Nieuport-Delage NiD 42
Class Aircraft
Type Fighter
Manufacturer Nieuport
Origin France
Country Name Origin Year
France 1924
Country Name Operational Year Retirement Year
Belgium View
Brazil View
France 1924 1940 View
Peru View
Spain View
Turkey (Ottoman Empire) View
ManufacturerName Production From Production To Quantity
Nieuport 882 View

As first built, the NiD 42 was a highly streamlined parasol-wing monoplane with a monocoque fuselage and an open cockpit of which a single prototype was built. Soon afterwards, Nieuport-Delage built two examples of a modified version for the 1924 Coupe Beaumont as the NiD 42S, on which the main wings were mounted directly to the sides of the upper fuselage at shoulder position with a short subsidiary wing fitted around the undercarriage axle.. To further streamline the design, the surface radiators were installed on the upper surface of the wing.

One of these aircraft was flown by Joseph Sadi Lecointe in the race of 22 June and was the only one out of the five entrants to actually finish the course. Indeed, having finished the prescribed six laps of the 50 km (31 mi) course, Sadi-Lecointe flew another four laps to break the world speed record over a 500-km closed-course.[6] His average speed in winning the Coupe Beaumont was 311 km/h (193 mph; 168 kn) and over the 500 km (310 mi) was 306 km/h (190 mph; 165 kn), beating the previous record for the latter by 36 km/h (22 mph; 19 kn). On 15 February the following year, Sadi Lecointe took a NiD 42S up to a speed of 375 km/h (233 mph; 202 kn) and went on to win the 1925 Coupe Beaumont with a NiD 42S on 18 October with an average speed of 313 km/h (194 mph; 169 kn).

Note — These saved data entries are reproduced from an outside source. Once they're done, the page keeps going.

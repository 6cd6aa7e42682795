//! Pluggable value transcoder: application values with custom Rust types to
//! JSON bytes and back.
//!
//! Custom types travel inside two-key envelopes
//! (`{"_type_": <name>, "_data_": <payload>}`) produced by registered
//! [`Transcoding`]s. Encoding rewrites depth-first until only native shapes
//! remain; decoding rebuilds innermost envelopes first.
//!
//! ```
//! use json_transcoder::{Transcoder, Tuple, Value};
//!
//! let transcoder = Transcoder::new();
//! let value = Value::object([
//!     ("name", Value::from("probe")),
//!     ("coords", Value::from(Tuple::new(vec![1.into(), 2.into()]))),
//! ]);
//! let bytes = transcoder.encode(&value).unwrap();
//! assert_eq!(
//!     bytes,
//!     br#"{"coords":{"_data_":[1,2],"_type_":"tuple_as_list"},"name":"probe"}"#
//! );
//! assert_eq!(transcoder.decode(&bytes).unwrap(), value);
//! ```

mod constants;
mod decoder;
mod encoder;
mod error;
mod native_value;
mod registry;
mod transcoder;
mod transcoding;
mod value;

pub mod backend;
pub mod transcodings;

pub use constants::{BackendKind, DATA_KEY, MAX_DEPTH, TYPE_KEY};
pub use decoder::Decoder;
pub use encoder::Encoder;
pub use error::{Result, TranscoderError};
pub use native_value::NativeValue;
pub use registry::Registry;
pub use transcoder::{Transcoder, TranscoderOptions};
pub use transcoding::{Transcoding, TypeKey, TypedTranscoding, TypedTranscodingAdapter};
pub use transcodings::{DatetimeAsIso, Tuple, TupleAsList, UuidAsHex};
pub use value::{AnyValue, CustomValue, Value};
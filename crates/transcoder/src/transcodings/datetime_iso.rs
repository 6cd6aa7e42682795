//! `chrono::DateTime<Utc>` as RFC 3339 text.

use chrono::{DateTime, NaiveDateTime, SecondsFormat, Utc};

use crate::transcoding::TypedTranscoding;
use crate::value::Value;

/// Encodes with a `+00:00` offset and only as many fractional digits as the
/// value needs (none, 3, 6 or 9), so nanosecond values survive.
pub struct DatetimeAsIso;

impl TypedTranscoding for DatetimeAsIso {
    type Target = DateTime<Utc>;
    const NAME: &'static str = "datetime_iso";

    fn encode(&self, value: &DateTime<Utc>) -> Value {
        Value::Str(value.to_rfc3339_opts(SecondsFormat::AutoSi, false))
    }

    /// Any RFC 3339 offset is accepted and normalised to UTC; text without an
    /// offset is read as UTC.
    fn decode(&self, data: Value) -> Result<DateTime<Utc>, String> {
        let text = match data {
            Value::Str(text) => text,
            other => return Err(format!("expected ISO 8601 text, found {}", other.kind())),
        };
        match DateTime::parse_from_rfc3339(&text) {
            Ok(dt) => Ok(dt.with_timezone(&Utc)),
            Err(err) => text
                .parse::<NaiveDateTime>()
                .map(|naive| naive.and_utc())
                .map_err(|_| format!("invalid timestamp `{text}`: {err}")),
        }
    }
}
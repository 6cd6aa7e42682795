//! Codec backend error type.

use thiserror::Error;

/// Parse failures. Offsets are byte positions into the input.
#[derive(Debug, Error)]
pub enum CodecError {
    #[error("unexpected end of input at byte {0}")]
    UnexpectedEof(usize),
    #[error("invalid byte at offset {0}")]
    InvalidByte(usize),
    #[error("invalid number at byte {0}")]
    InvalidNumber(usize),
    #[error("invalid escape at byte {0}")]
    InvalidEscape(usize),
    #[error("invalid UTF-8 at byte {0}")]
    InvalidUtf8(usize),
    #[error("control character in string at byte {0}")]
    ControlCharacter(usize),
    #[error("lone surrogate in escape at byte {0}")]
    LoneSurrogate(usize),
    #[error("recursion limit exceeded at byte {0}")]
    RecursionLimit(usize),
    #[error("trailing characters at byte {0}")]
    TrailingCharacters(usize),
    #[error("json error: {0}")]
    Json(#[from] serde_json::Error),
}
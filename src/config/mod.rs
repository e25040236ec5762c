//! Configuration management for `apiref.toml`.
//!
//! # Sections
//!
//! | Section       | Purpose                                       |
//! |---------------|-----------------------------------------------|
//! | `[content]`   | Descriptor tree location and file types       |
//! | `[resolve]`   | Type registry collision policy                |
//! | `[output]`    | JSON model output                             |
//! | `live`        | Re-run the pass on every `ModelHandle` access |
//!
//! # Example
//!
//! ```toml
//! live = true
//!
//! [content]
//! dir = "www"
//!
//! [resolve]
//! type_collision = "first"
//!
//! [output]
//! dir = "public"
//! ```

mod content;
pub mod defaults;
mod error;
mod output;
mod resolve;

pub use content::ContentConfig;
pub use error::ConfigError;
pub use output::OutputConfig;
pub use resolve::{ResolveConfig, TypeCollision};

use crate::cli::Cli;
use anyhow::{Result, bail};
use educe::Educe;
use serde::{Deserialize, Serialize};
use std::{
    fs,
    path::{Path, PathBuf},
};

/// Root configuration structure representing apiref.toml
#[derive(Debug, Clone, Educe, Serialize, Deserialize)]
#[educe(Default)]
#[serde(deny_unknown_fields)]
pub struct DocsConfig {
    /// Absolute path to the config file (set after loading)
    #[serde(skip)]
    pub config_path: PathBuf,

    /// Project root; relative paths are resolved against it.
    #[serde(skip)]
    #[educe(Default = PathBuf::from("./"))]
    pub root: PathBuf,

    /// Rebuild the model on every `ModelHandle::current` call instead of once.
    ///
    /// Only long-running library callers hold a handle; the `build` and
    /// `check` commands always run a single pass.
    #[serde(default = "defaults::r#false")]
    #[educe(Default = false)]
    pub live: bool,

    #[serde(default)]
    pub content: ContentConfig,

    #[serde(default)]
    pub resolve: ResolveConfig,

    #[serde(default)]
    pub output: OutputConfig,
}

impl DocsConfig {
    /// Parse configuration from TOML string
    pub fn from_str(content: &str) -> Result<Self, ConfigError> {
        Ok(toml::from_str(content)?)
    }

    /// Load configuration from file path
    pub fn from_path(path: &Path) -> Result<Self, ConfigError> {
        let content =
            fs::read_to_string(path).map_err(|err| ConfigError::Io(path.to_path_buf(), err))?;
        Self::from_str(&content)
    }

    /// Load the config named by the CLI, falling back to defaults when the
    /// file doesn't exist, then apply CLI overrides and validate.
    pub fn load(cli: &Cli) -> Result<Self> {
        let root = cli.root.as_deref().unwrap_or(Path::new("./"));
        let config_path = root.join(&cli.config);

        let mut config = if config_path.exists() {
            Self::from_path(&config_path)?
        } else {
            Self::default()
        };
        config.update_with_cli(cli);
        config.validate()?;
        Ok(config)
    }

    /// Update configuration with CLI arguments and anchor paths at the root.
    pub fn update_with_cli(&mut self, cli: &Cli) {
        Self::update_option(&mut self.content.dir, cli.content.as_ref());
        Self::update_option(&mut self.output.dir, cli.output.as_ref());

        let root = normalize_path(cli.root.as_deref().unwrap_or(Path::new("./")));
        self.config_path = normalize_path(&root.join(&cli.config));
        self.set_root(&root);
    }

    /// Set the project root and resolve content/output paths against it.
    pub fn set_root(&mut self, root: &Path) {
        self.content.dir = normalize_path(&root.join(&self.content.dir));
        self.output.dir = normalize_path(&root.join(&self.output.dir));
        self.root = root.to_path_buf();
    }

    /// Update config option if CLI value is provided
    fn update_option<T: Clone>(config_option: &mut T, cli_option: Option<&T>) {
        if let Some(option) = cli_option {
            *config_option = option.clone();
        }
    }

    pub fn validate(&self) -> Result<()> {
        if self.content.extensions.is_empty() {
            bail!(ConfigError::Validation(
                "[content.extensions] must have at least one element".into()
            ));
        }
        if self
            .content
            .extensions
            .iter()
            .any(|ext| ext.is_empty() || ext.starts_with('.'))
        {
            bail!(ConfigError::Validation(
                "[content.extensions] entries are bare extensions like \"yml\"".into()
            ));
        }
        Ok(())
    }
}

/// Normalize a path to absolute, using canonicalize if the path exists
fn normalize_path(path: &Path) -> PathBuf {
    path.canonicalize().unwrap_or_else(|_| {
        if path.is_absolute() {
            path.to_path_buf()
        } else {
            std::env::current_dir()
                .map(|cwd| cwd.join(path))
                .unwrap_or_else(|_| path.to_path_buf())
        }
    })
}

While the NiD 42S was achieving these distinctions, development continued on the fighter version. Nieuport-Delage designed two further such variants in 1924; a single-seater designated NiD 42 C.1 and a similar machine with a second cockpit for a tail gunner with a machine gun in a ring mount, designated the NiD 42 C.2. One of the latter was exhibited at that year's Salon de l'Aéronautique, along with a NiD 42 C.1 nose section to illustrate an alternative engine mount. These differed from the original NiD 42 fighter in having a second, small wing added to the lower fuselage, turning the parasol monoplane into a sesquiplane, a design feature adopted from the NiD 37 which would be a key identifying feature through most of the versions developed from the 42.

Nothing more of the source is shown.